Paaradox: Trio virale
Sie
Paragraf 1 unserer VWG lautete zuletzt so: „Wer es unterlässt, über das Programm des gemeinsamen Patschenkinos nachzudenken und nicht drei Liter Tee täglich trinkt, wird per Dekret zum Suppenkochen verpflichtet.“ Mag sein, dass Sie nicht ganz verstehen, was ich damit sagen möchte – ich ja auch nicht. Das ist diesem seltsamen Nebel geschuldet, den mir Madame Sars-CoV-2 ins Hirn gepfiffen hat. Er hat etwa zur Folge, dass ich Äpfel kaufe, obwohl ich Zitronen brauche, oder ich meine Socken in die Naschlade lege und die Schokolade ins Gemüsefach. Egal: Nebel kommt, Nebel geht.
Trilogie
Nun aber Licht ins Dunkel der Ereignisse: Der Mann gegenüber war so charmant und hat La Tochter und mich angesteckt. Deshalb lebten wir tagelang in einer „VWG“ – Virus-Wohngemeinschaft, auch „Trilogie von lahmen Enten“ genannt.
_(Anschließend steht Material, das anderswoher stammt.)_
//! Binary class format

use super::encoder::{BytecodeReader, BytecodeWriter, DecodeError};
use super::symbols::SymbolTable;
use thiserror::Error;

/// Magic number for binary class files: "PRTY"
pub const MAGIC: [u8; 4] = *b"PRTY";

/// Current format version
pub const VERSION: u32 = 1;

/// Header size: magic + version + access + crc32 + sha256
const HEADER_SIZE: usize = 4 + 4 + 4 + 4 + 32;

/// Class-file encoding/decoding errors
#[derive(Debug, Clone, PartialEq, Eq, Error)]
pub enum ClassFileError {
    /// Decode error
    #[error("Decode error: {0}")]
    Decode(#[from] DecodeError),

    /// Invalid magic number
    #[error("Invalid magic number: expected PRTY, got {0:?}")]
    InvalidMagic([u8; 4]),

    /// Unsupported version
    #[error("Unsupported version: {0}")]
    UnsupportedVersion(u32),

    /// Checksum mismatch
    #[error("Checksum mismatch: expected {expected:#x}, got {actual:#x}")]
    ChecksumMismatch {
        /// Stored CRC32
        expected: u32,
        /// Calculated CRC32
        actual: u32,
    },

    /// Symbol index out of range
    #[error("Symbol index {0} out of range")]
    BadSymbolIndex(u32),

    /// Symbol has the wrong kind
    #[error("Symbol {index} is {found}, expected {expected}")]
    WrongSymbolKind {
        /// Index of the symbol
        index: u32,
        /// Expected kind
        expected: &'static str,
        /// Actual kind
        found: &'static str,
    },
}

/// Access flags for classes, fields and methods
pub mod access {
    /// Visible everywhere
    pub const PUBLIC: u16 = 0x0001;
    /// Visible only inside the declaring class
    pub const PRIVATE: u16 = 0x0002;
    /// Visible to subclasses and the package
    pub const PROTECTED: u16 = 0x0004;
    /// Class-level member
    pub const STATIC: u16 = 0x0008;
    /// Cannot be overridden / reassigned
    pub const FINAL: u16 = 0x0010;
    /// Interface type
    pub const INTERFACE: u16 = 0x0200;
    /// No body
    pub const ABSTRACT: u16 = 0x0400;
    /// Compiler-generated
    pub const SYNTHETIC: u16 = 0x1000;
}

/// Field declaration
#[derive(Debug, Clone, PartialEq, Eq)]
pub struct FieldInfo {
    /// Access flags
    pub access: u16,
    /// Utf8 index of the name
    pub name: u32,
    /// Utf8 index of the descriptor
    pub descriptor: u32,
    /// Utf8 indices of the annotation type names
    pub annotations: Vec<u32>,
}

/// One row of a method's local-variable type table
#[derive(Debug, Clone, PartialEq, Eq)]
pub struct LocalVariable {
    /// First code offset where the variable is live
    pub start: u32,
    /// Length of the live range in bytes
    pub length: u32,
    /// Utf8 index of the variable name
    pub name: u32,
    /// Utf8 index of the variable's descriptor
    pub descriptor: u32,
    /// Local slot
    pub slot: u16,
}

/// Verification type of one stack-frame slot
#[derive(Debug, Clone, Copy, PartialEq, Eq)]
pub enum VerificationType {
    /// Unusable slot
    Top,
    /// Integer-like value
    Integer,
    /// The null reference
    Null,
    /// Reference to an instance of a Class/ArrayClass symbol
    Object(u32),
    /// Result of `New` at a code offset, before its constructor ran
    Uninitialized(u32),
}

/// Stack-frame type metadata at a code offset
#[derive(Debug, Clone, PartialEq, Eq)]
pub struct StackFrame {
    /// Code offset the frame describes
    pub offset: u32,
    /// Types of the locals
    pub locals: Vec<VerificationType>,
    /// Types of the operand stack, bottom first
    pub stack: Vec<VerificationType>,
}

/// Method declaration and body
#[derive(Debug, Clone, PartialEq, Eq)]
pub struct MethodInfo {
    /// Access flags
    pub access: u16,
    /// Utf8 index of the name
    pub name: u32,
    /// Utf8 index of the descriptor
    pub descriptor: u32,
    /// Utf8 indices of the annotation type names
    pub annotations: Vec<u32>,
    /// Number of local slots (parameters included)
    pub max_locals: u16,
    /// Instruction bytes (empty for abstract methods)
    pub code: Vec<u8>,
    /// Local-variable type table
    pub local_variables: Vec<LocalVariable>,
    /// Optional stack-frame type metadata
    pub stack_frames: Option<Vec<StackFrame>>,
}

impl MethodInfo {
    /// Whether the method is static
    pub fn is_static(&self) -> bool {
        self.access & access::STATIC != 0
    }
}

/// Inner-class relationship row
#[derive(Debug, Clone, PartialEq, Eq)]
pub struct InnerClassEntry {
    /// Class index of the nested type
    pub inner: u32,
    /// Class index of the enclosing type, if it is a member type
    pub outer: Option<u32>,
    /// Utf8 index of the simple name, if not anonymous
    pub simple_name: Option<u32>,
    /// Access flags of the nested type
    pub access: u16,
}

/// A decoded binary class
#[derive(Debug, Clone, PartialEq, Eq)]
pub struct BinaryClass {
    /// Format version
    pub version: u32,
    /// Class access flags
    pub access: u16,
    /// Symbol table
    pub symbols: SymbolTable,
    /// Class index naming this class
    pub this_class: u32,
    /// Class index naming the superclass
    pub super_class: Option<u32>,
    /// Declared fields
    pub fields: Vec<FieldInfo>,
    /// Declared methods
    pub methods: Vec<MethodInfo>,
    /// Inner-class relationship table
    pub inner_classes: Vec<InnerClassEntry>,
}

impl BinaryClass {
    /// Internal name of this class
    pub fn name(&self) -> Result<&str, ClassFileError> {
        self.symbols.class_name(self.this_class)
    }

    /// Internal name of the superclass
    pub fn super_name(&self) -> Result<Option<&str>, ClassFileError> {
        self.super_class
            .map(|index| self.symbols.class_name(index))
            .transpose()
    }

    /// Name and descriptor of a method
    pub fn method_signature(&self, method: &MethodInfo) -> Result<(&str, &str), ClassFileError> {
        Ok((
            self.symbols.utf8(method.name)?,
            self.symbols.utf8(method.descriptor)?,
        ))
    }

    /// Name and descriptor of a field
    pub fn field_signature(&self, field: &FieldInfo) -> Result<(&str, &str), ClassFileError> {
        Ok((
            self.symbols.utf8(field.name)?,
            self.symbols.utf8(field.descriptor)?,
        ))
    }

    /// Encode to binary format
    ///
    /// Format:
    /// - Header: magic (4 bytes) + version (u32) + access (u32) + crc32 (u32) + sha256 (32 bytes)
    /// - Symbol table
    /// - this_class (u32), super_class (u32, `u32::MAX` for none)
    /// - Field table
    /// - Method table
    /// - Inner-class table
    pub fn encode(&self) -> Vec<u8> {
        use sha2::{Digest, Sha256};

        let mut writer = BytecodeWriter::new();
        writer.emit_bytes(&MAGIC);
        writer.emit_u32(self.version);
        writer.emit_u32(self.access as u32);
        let crc32_offset = writer.offset();
        writer.emit_u32(0); // Placeholder for CRC32
        let sha256_offset = writer.offset();
        writer.emit_bytes(&[0u8; 32]); // Placeholder for SHA-256

        self.symbols.encode(&mut writer);
        writer.emit_u32(self.this_class);
        writer.emit_u32(self.super_class.unwrap_or(u32::MAX));

        writer.emit_u32(self.fields.len() as u32);
        for field in &self.fields {
            writer.emit_u16(field.access);
            writer.emit_u32(field.name);
            writer.emit_u32(field.descriptor);
            encode_indices(&mut writer, &field.annotations);
        }

        writer.emit_u32(self.methods.len() as u32);
        for method in &self.methods {
            encode_method(&mut writer, method);
        }

        writer.emit_u32(self.inner_classes.len() as u32);
        for entry in &self.inner_classes {
            writer.emit_u32(entry.inner);
            writer.emit_u32(entry.outer.unwrap_or(u32::MAX));
            writer.emit_u32(entry.simple_name.unwrap_or(u32::MAX));
            writer.emit_u16(entry.access);
        }

        let payload = &writer.buffer[HEADER_SIZE..];
        let crc32 = crc32fast::hash(payload);
        let sha256: [u8; 32] = Sha256::digest(payload).into();
        writer.patch_u32(crc32_offset, crc32);
        writer.buffer[sha256_offset..sha256_offset + 32].copy_from_slice(&sha256);

        writer.into_bytes()
    }

    /// Decode from binary format
    pub fn decode(data: &[u8]) -> Result<Self, ClassFileError> {
        use sha2::{Digest, Sha256};

        let mut reader = BytecodeReader::new(data);

        let mut magic = [0u8; 4];
        magic.copy_from_slice(&reader.read_bytes(4)?);
        if magic != MAGIC {
            return Err(ClassFileError::InvalidMagic(magic));
        }

        let version = reader.read_u32()?;
        if version != VERSION {
            return Err(ClassFileError::UnsupportedVersion(version));
        }
        let access = reader.read_u32()? as u16;
        let stored_crc32 = reader.read_u32()?;
        let stored_sha256 = reader.read_bytes(32)?;

        let payload = &data[HEADER_SIZE..];
        let calculated_crc32 = crc32fast::hash(payload);
        if stored_crc32 != calculated_crc32 || Sha256::digest(payload).as_slice() != stored_sha256 {
            return Err(ClassFileError::ChecksumMismatch {
                expected: stored_crc32,
                actual: calculated_crc32,
            });
        }

        let symbols = SymbolTable::decode(&mut reader)?;
        let this_class = reader.read_u32()?;
        let super_class = optional_index(reader.read_u32()?);

        let field_count = reader.read_u32()? as usize;
        let mut fields = Vec::with_capacity(field_count.min(reader.remaining()));
        for _ in 0..field_count {
            fields.push(FieldInfo {
                access: reader.read_u16()?,
                name: reader.read_u32()?,
                descriptor: reader.read_u32()?,
                annotations: decode_indices(&mut reader)?,
            });
        }

        let method_count = reader.read_u32()? as usize;
        let mut methods = Vec::with_capacity(method_count.min(reader.remaining()));
        for _ in 0..method_count {
            methods.push(decode_method(&mut reader)?);
        }

        let inner_count = reader.read_u32()? as usize;
        let mut inner_classes = Vec::with_capacity(inner_count.min(reader.remaining()));
        for _ in 0..inner_count {
            inner_classes.push(InnerClassEntry {
                inner: reader.read_u32()?,
                outer: optional_index(reader.read_u32()?),
                simple_name: optional_index(reader.read_u32()?),
                access: reader.read_u16()?,
            });
        }

        Ok(Self {
            version,
            access,
            symbols,
            this_class,
            super_class,
            fields,
            methods,
            inner_classes,
        })
    }
}

fn optional_index(raw: u32) -> Option<u32> {
    (raw != u32::MAX).then_some(raw)
}

fn encode_indices(writer: &mut BytecodeWriter, indices: &[u32]) {
    writer.emit_u32(indices.len() as u32);
    for &index in indices {
        writer.emit_u32(index);
    }
}

fn decode_indices(reader: &mut BytecodeReader<'_>) -> Result<Vec<u32>, DecodeError> {
    let count = reader.read_u32()? as usize;
    let mut indices = Vec::with_capacity(count.min(reader.remaining()));
    for _ in 0..count {
        indices.push(reader.read_u32()?);
    }
    Ok(indices)
}

const VT_TOP: u8 = 0;
const VT_INTEGER: u8 = 1;
const VT_NULL: u8 = 5;
const VT_OBJECT: u8 = 7;
const VT_UNINITIALIZED: u8 = 8;

fn encode_verification_types(writer: &mut BytecodeWriter, types: &[VerificationType]) {
    writer.emit_u32(types.len() as u32);
    for ty in types {
        match *ty {
            VerificationType::Top => writer.emit_u8(VT_TOP),
            VerificationType::Integer => writer.emit_u8(VT_INTEGER),
            VerificationType::Null => writer.emit_u8(VT_NULL),
            VerificationType::Object(index) => {
                writer.emit_u8(VT_OBJECT);
                writer.emit_u32(index);
            }
            VerificationType::Uninitialized(offset) => {
                writer.emit_u8(VT_UNINITIALIZED);
                writer.emit_u32(offset);
            }
        }
    }
}

fn decode_verification_types(
    reader: &mut BytecodeReader<'_>,
) -> Result<Vec<VerificationType>, DecodeError> {
    let count = reader.read_u32()? as usize;
    let mut types = Vec::with_capacity(count.min(reader.remaining()));
    for _ in 0..count {
        let offset = reader.position();
        let ty = match reader.read_u8()? {
            VT_TOP => VerificationType::Top,
            VT_INTEGER => VerificationType::Integer,
            VT_NULL => VerificationType::Null,
            VT_OBJECT => VerificationType::Object(reader.read_u32()?),
            VT_UNINITIALIZED => VerificationType::Uninitialized(reader.read_u32()?),
            tag => {
                return Err(DecodeError::UnknownTag {
                    kind: "verification type",
                    tag,
                    offset,
                })
            }
        };
        types.push(ty);
    }
    Ok(types)
}

fn encode_method(writer: &mut BytecodeWriter, method: &MethodInfo) {
    writer.emit_u16(method.access);
    writer.emit_u32(method.name);
    writer.emit_u32(method.descriptor);
    encode_indices(writer, &method.annotations);
    writer.emit_u16(method.max_locals);

    writer.emit_u32(method.code.len() as u32);
    writer.emit_bytes(&method.code);

    writer.emit_u32(method.local_variables.len() as u32);
    for local in &method.local_variables {
        writer.emit_u32(local.start);
        writer.emit_u32(local.length);
        writer.emit_u32(local.name);
        writer.emit_u32(local.descriptor);
        writer.emit_u16(local.slot);
    }

    match &method.stack_frames {
        Some(frames) => {
            writer.emit_u8(1);
            writer.emit_u32(frames.len() as u32);
            for frame in frames {
                writer.emit_u32(frame.offset);
                encode_verification_types(writer, &frame.locals);
                encode_verification_types(writer, &frame.stack);
            }
        }
        None => writer.emit_u8(0),
    }
}

fn decode_method(reader: &mut BytecodeReader<'_>) -> Result<MethodInfo, DecodeError> {
    let access = reader.read_u16()?;
    let name = reader.read_u32()?;
    let descriptor = reader.read_u32()?;
    let annotations = decode_indices(reader)?;
    let max_locals = reader.read_u16()?;

    let code_len = reader.read_u32()? as usize;
    let code = reader.read_bytes(code_len)?;

    let local_count = reader.read_u32()? as usize;
    let mut local_variables = Vec::with_capacity(local_count.min(reader.remaining()));
    for _ in 0..local_count {
        local_variables.push(LocalVariable {
            start: reader.read_u32()?,
            length: reader.read_u32()?,
            name: reader.read_u32()?,
            descriptor: reader.read_u32()?,
            slot: reader.read_u16()?,
        });
    }

    let stack_frames = match reader.read_u8()? {
        0 => None,
        _ => {
            let frame_count = reader.read_u32()? as usize;
            let mut frames = Vec::with_capacity(frame_count.min(reader.remaining()));
            for _ in 0..frame_count {
                frames.push(StackFrame {
                    offset: reader.read_u32()?,
                    locals: decode_verification_types(reader)?,
                    stack: decode_verification_types(reader)?,
                });
            }
            Some(frames)
        }
    };

    Ok(MethodInfo {
        access,
        name,
        descriptor,
        annotations,
        max_locals,
        code,
        local_variables,
        stack_frames,
    })
}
Wir waren müde, verschnupft und husteten einander was, hatten es aber trotzdem lustig. Und jeden Abend schauten wir einen Film. Ein Knackpunkt, allerdings. Weil la Tochter und ich zum Genre „LL“ – für „leichte Liebeskomödie“ – tendierten, mit Schauplätzen in Paris, Venedig, Rom. Der Vater meinte dazu nur: Davon bekomme ich Stirnhöhlenprobleme. Seither wird er von der 23-Jährigen „Problembär“ genannt. Nun fühlte sie sich bemüßigt, uns allerlei deutsche Komödien vorzuschlagen. Die kennen wir schon alle, daher gab sie bald entnervt auf – mit den Worten „Zwei Problembären, also.“ Stimmt, der Eindruck täuscht nicht. Ginge es nach ihrem Vater, würden wir lieber Dokus im Stile von „Inside Borussia Dortmund“ und „Bolzplatzkönige – mein Weg zum Profi“ schauen. Oder „Cliffhanger – nur die Starken überleben“ mit sich selbst in der Hauptrolle und Silvester Stallone als Nebendarsteller. Schließlich einigten wir uns auf Disneys „Robin Hood“. Irgendwann, es war schon sehr spät, summten wir alle drei: Oo-de-lally, oo-de-lally, golly, what a day. Wie ich bereits sagte: Nebel kommt, Nebel geht.
Er
Meine Tochter, krank, ist bei meiner Frau, krank, eingezogen. Das hatte auf mich, krank, selbstverständlich Auswirkungen. Weil ich als männlicher Gastpatient von den zwei Frauen in demokratische Prozesse nur zum Schein – quasi aus einer Art familiären Verpflichtung heraus – eingebunden wurde. Herr Gustav, pumperlg’sund, war gegen die weibliche Phalanx leider keine Unterstützung, weil er für strategisch verabreichte Leckerlis vermutlich sogar auf eine Runde Hax’lheben verzichten würde. Gnä Kuhn hat die symbiotische Mami-Mädi-Firewall natürlich bestens vorbereitet. Indem sie vor lauter Freude, dass das gute Kind (hach, wie früher immer) umsorgt werden musste, die Geschütze eines Fünf-Sterne-Verwöhnprogramms auffuhr. Welche Bettwäsche hättest du denn gerne? Magst eine Kopfmassage? Soll ich dir einen Fruchtsalat mit deinen geliebten Nektarinen zaubern? Schon war die große, selbstständige Studentin die kleine, liebesbedürftige Maus von einst, die mit herzerweichenden Leidensblicken ihren Kuraufenthalt aus der Kategorie „Betreutes Gesundkuscheln“ genoss.
Keiltreiberei
So jemand stellt sich dann natürlich bei den wichtigen Fragen des Lebens („Was essen wir? Was schauen wir? Wer geht Gassi?) niemals gegen die Superdupermutter. Stattdessen wurde ich vom Duo Infernale mitleidig belächelt. Als ich im Heimkino nämlich bei der Film-Frage vor die Wahl zwischen Liebeskomödie, Liebeskomödie oder Liebeskomödie gestellt wurde und drohte, mich aus Protest am Fernseher festzukleben. Michael, sei nicht kindisch, sagte die Frau. Papi, du bist echt so lost, sagte die Tochter. Ich versuchte, durch Erinnerungen an die Zeit der Pubertät samt weiblicher Dauerfetzerei mit wechselseitigen Androhungen des sofortigen Auszugs, einen Keil in die Allianz zu treiben. Vergeblich. Die beiden Frauen knusperten in seliger Harmonie an ihren Reiswaffeln. Also tat ich, was Clint Eastwood auch getan hätte – lässig schweigen.